Google is rolling out its new Page Speed Service, a way for webmasters to make their sites faster.
The product, which rewrites pages so they're optimized for performance, is currently being given to a limited number of site owners free of charge. When Page Speed Service launches publicly, it will be competitively priced, according to Google. However, details about pricing aren't currently available.
"Now you don’t have to worry about concatenating CSS, compressing images, caching, gzipping resources or other web performance best practices," Google engineering manager Ram Ramani writes on the company blog. "Your users will continue to access your site just as they did before, only with faster load times."
A gallery of examples shows pages loading from 27% to 62% faster. If you're curious as to how Page Speed would enhance your own site's performance, you can test what the tweaks would do for any URL. We ran the afore-linked test on VentureBeat.com and found that Page Speed would improve our own homepage load time by 57.4%.

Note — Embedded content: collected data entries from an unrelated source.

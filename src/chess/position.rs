//! Provides fully-specified [Chess Position] implementation: stores information
//! about the board and tracks the state of castling, 50-move rule draw, etc.
//!
//! Positions are immutable values: making a move produces a new [`Position`]
//! together with a [`MoveRecord`] that is sufficient to restore the previous
//! one exactly. Move legality and game termination rules are delegated to
//! [`shakmaty`], the board itself is a plain square-centric mailbox.
//!
//! [Chess Position]: https://www.chessprogramming.org/Chess_Position

use std::fmt::{self, Write};
use std::num::NonZeroU16;

use anyhow::{anyhow, bail, Context};
use itertools::Itertools;
use shakmaty::{CastlingMode, Chess};

use crate::chess::core::{
    CastleRights,
    File,
    Move,
    MoveList,
    Piece,
    PieceKind,
    Player,
    Rank,
    Square,
    BOARD_SIZE,
    BOARD_WIDTH,
};
use crate::chess::record::MoveRecord;
use crate::error::GameError;

/// The 75-move rule ends the game automatically after this many halfmoves
/// without captures or pawn moves.
pub const SEVENTY_FIVE_MOVE_RULE: u16 = 150;

/// State of the chess game: board, half-move counters and castling rights,
/// etc. It has 1:1 relationship with [Forsyth-Edwards Notation] (FEN).
///
/// [`Position::try_from()`] provides a convenient interface for creating a
/// [`Position`]. It will clean up the input (trim newlines and whitespace) and
/// attempt to parse in either FEN or trimmed [Extended Position Description]
/// (EPD) without operations.
///
/// Every [`Position`] obtained through the public API is valid: parsing
/// rejects unreachable setups and moves are only applied after a legality
/// check.
///
/// [Forsyth-Edwards Notation]: https://www.chessprogramming.org/Forsyth-Edwards_Notation
/// [Extended Position Description]: https://www.chessprogramming.org/Extended_Position_Description
#[derive(Clone, PartialEq, Eq, Hash)]
pub struct Position {
    board: [Option<Piece>; BOARD_SIZE as usize],
    castling: CastleRights,
    side_to_move: Player,
    /// [Halfmove Clock] keeps track of the number of (half-)moves since the
    /// last capture or pawn move and is used to enforce the 75-move rule.
    ///
    /// [Halfmove Clock]: https://www.chessprogramming.org/Halfmove_Clock
    halfmove_clock: u16,
    /// [Fullmove Counter] starts at 1 and is incremented after every Black
    /// move.
    ///
    /// [Fullmove Counter]: https://www.chessprogramming.org/Forsyth-Edwards_Notation#Fullmove_counter
    fullmove_counter: NonZeroU16,
    /// [En passant] target square: set after every double pawn push, even if
    /// no capture is possible.
    ///
    /// [En passant]: https://en.wikipedia.org/wiki/En_passant
    en_passant_square: Option<Square>,
}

The entire concept of speed and a faster Internet is something of an obsession with Google. It's got Google Fiber, an ambitious demo of a 1-gigabit-per-second fiber network for residential web users. It's also working on Go, a programming language that's all about being faster than anything else available to developers. Last year, we heard that Google was even using site speed as a factor in page ranking.
And all that's just on the back end. For consumers, Google has been showing off new search features such as Suggest, Instant and real-time search.
Also, just last month, the company demonstrated Instant Pages, which uses web rendering to load webpages from search results three to five times faster.
Interested parties can sign up for Page Speed free and early access via Google's web form. It is unknown how many webmasters will be asked to participate in the trial or what criteria Google is using for participant selection.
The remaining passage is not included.